Example: Creating a Chart

Prompt:

"Create a bar chart with matplotlib showing: Acuity 4.1, Signify 7.2, Hubbell 5.6, Legrand 8.9. Output the chart as a base64 data URL so it displays inline."

Expected Code Output:

import matplotlib.pyplot as plt
import io
import base64

companies = ['Acuity', 'Signify', 'Hubbell', 'Legrand']
values = [4.1, 7.2, 5.6, 8.9]

plt.figure(figsize=(10, 6))
bars = plt.bar(companies, values, color=['#3498db', '#2ecc71', '#e74c3c', '#9b59b6'])

for bar, value in zip(bars, values):
plt.text(bar.get_x() + bar.get_width()/2, bar.get_height() + 0.1,
str(value), ha='center', va='bottom', fontsize=12)

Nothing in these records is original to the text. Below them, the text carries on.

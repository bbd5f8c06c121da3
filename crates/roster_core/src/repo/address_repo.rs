//! Address repository: SQL text and row mapping for `addresses`.
//!
//! # Responsibility
//! - Declare the address statements and bind all persisted columns in
//!   positional order.
//! - Own the region enum's to-db/parse pair and the aliased-column
//!   extraction shared with joining repositories.
//!
//! # Invariants
//! - `Address::validate()` runs before any SQL mutation.
//! - An unknown persisted region value is rejected, not masked.

use crate::model::address::{Address, Region};
use crate::repo::crud::{CrudRepository, EntityId, RepoError, RepoResult, RowMapping};
use crate::repo::sql::{CrudOperation, SqlSet};
use rusqlite::types::Value;
use rusqlite::{Connection, Row};

const SAVE_ADDRESS_SQL: &str = "INSERT INTO addresses
    (street_address, address2, city, state, postcode, county, region, country)
    VALUES (?, ?, ?, ?, ?, ?, ?, ?)";
const FIND_ADDRESS_BY_ID_SQL: &str = "SELECT
    id, street_address, address2, city, state, postcode, county, region, country
    FROM addresses WHERE id = ?";

/// Row mapping for [`Address`].
pub struct AddressMapping;

impl RowMapping for AddressMapping {
    type Entity = Address;

    fn entity_name(&self) -> &'static str {
        "address"
    }

    fn save_params(&self, entity: &Address) -> RepoResult<Vec<Value>> {
        entity.validate()?;

        Ok(vec![
            Value::Text(entity.street_address.clone()),
            opt_text(entity.address2.as_deref()),
            Value::Text(entity.city.clone()),
            Value::Text(entity.state.clone()),
            Value::Text(entity.postcode.clone()),
            opt_text(entity.county.as_deref()),
            Value::Text(region_to_db(entity.region).to_string()),
            Value::Text(entity.country.clone()),
        ])
    }

    fn update_params(&self, entity: &Address) -> RepoResult<Vec<Value>> {
        // Same mutable column set as save; addresses have no derived columns.
        self.save_params(entity)
    }

    fn entity_from_row(&self, row: &Row<'_>) -> RepoResult<Address> {
        address_from_row(row, "")?.ok_or_else(|| {
            RepoError::InvalidData("address row is missing its id column".to_string())
        })
    }
}

/// SQLite-backed address repository.
///
/// Declares only the statements person cascades need; the remaining
/// operations surface a configuration error if invoked.
pub struct AddressRepository<'conn> {
    repo: CrudRepository<'conn, AddressMapping>,
}

impl<'conn> AddressRepository<'conn> {
    pub fn new(conn: &'conn Connection) -> RepoResult<Self> {
        let sql = SqlSet::new()
            .declare(CrudOperation::Save, SAVE_ADDRESS_SQL)?
            .declare(CrudOperation::FindById, FIND_ADDRESS_BY_ID_SQL)?;

        Ok(Self {
            repo: CrudRepository::new(conn, AddressMapping, sql),
        })
    }

    /// Persists an unsaved address and stamps its generated identity.
    pub fn save(&self, address: &mut Address) -> RepoResult<()> {
        self.repo.save(address)
    }

    pub fn find_by_id(&self, id: EntityId) -> RepoResult<Option<Address>> {
        self.repo.find_by_id(id)
    }
}

/// Reads an optional address from aliased columns (`home_`, `biz_`, or no
/// prefix for a plain address select).
///
/// Absence is signaled by SQL NULL in the aliased id column; any other
/// NULL in a required column is a mapping error.
pub(crate) fn address_from_row(row: &Row<'_>, alias_prefix: &str) -> RepoResult<Option<Address>> {
    let id: Option<EntityId> = row.get(format!("{alias_prefix}id").as_str())?;
    let Some(id) = id else {
        return Ok(None);
    };

    let region_text: String = row.get(format!("{alias_prefix}region").as_str())?;
    let region = parse_region(&region_text).ok_or_else(|| {
        RepoError::InvalidData(format!(
            "invalid region value `{region_text}` in addresses.region"
        ))
    })?;

    Ok(Some(Address {
        id: Some(id),
        street_address: row.get(format!("{alias_prefix}street_address").as_str())?,
        address2: row.get(format!("{alias_prefix}address2").as_str())?,
        city: row.get(format!("{alias_prefix}city").as_str())?,
        state: row.get(format!("{alias_prefix}state").as_str())?,
        postcode: row.get(format!("{alias_prefix}postcode").as_str())?,
        county: row.get(format!("{alias_prefix}county").as_str())?,
        region,
        country: row.get(format!("{alias_prefix}country").as_str())?,
    }))
}

pub(crate) fn opt_text(value: Option<&str>) -> Value {
    match value {
        Some(text) => Value::Text(text.to_string()),
        None => Value::Null,
    }
}

pub(crate) fn region_to_db(region: Region) -> &'static str {
    match region {
        Region::Northeast => "northeast",
        Region::Midwest => "midwest",
        Region::South => "south",
        Region::West => "west",
    }
}

pub(crate) fn parse_region(value: &str) -> Option<Region> {
    match value {
        "northeast" => Some(Region::Northeast),
        "midwest" => Some(Region::Midwest),
        "south" => Some(Region::South),
        "west" => Some(Region::West),
        _ => None,
    }
}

plt.title('Company Values', fontsize=16, fontweight='bold')
plt.xlabel('Company', fontsize=12)
plt.ylabel('Value', fontsize=12)
plt.tight_layout()

buf = io.BytesIO()
plt.savefig(buf, format='png', dpi=150, bbox_inches='tight')
buf.seek(0)
print(f"data:image/png;base64,{base64.b64encode(buf.read()).decode()}")
plt.close()

The image will be automatically uploaded and displayed inline in your chat.

Browser Compatibility

Microsoft Edge: Pyodide Crashes

If Pyodide-based code execution causes Microsoft Edge to crash with a STATUS_ACCESS_VIOLATION error, this is caused by Edge's enhanced security mode.

Symptom: The browser tab or entire browser crashes when attempting to run Python code, with no useful error message.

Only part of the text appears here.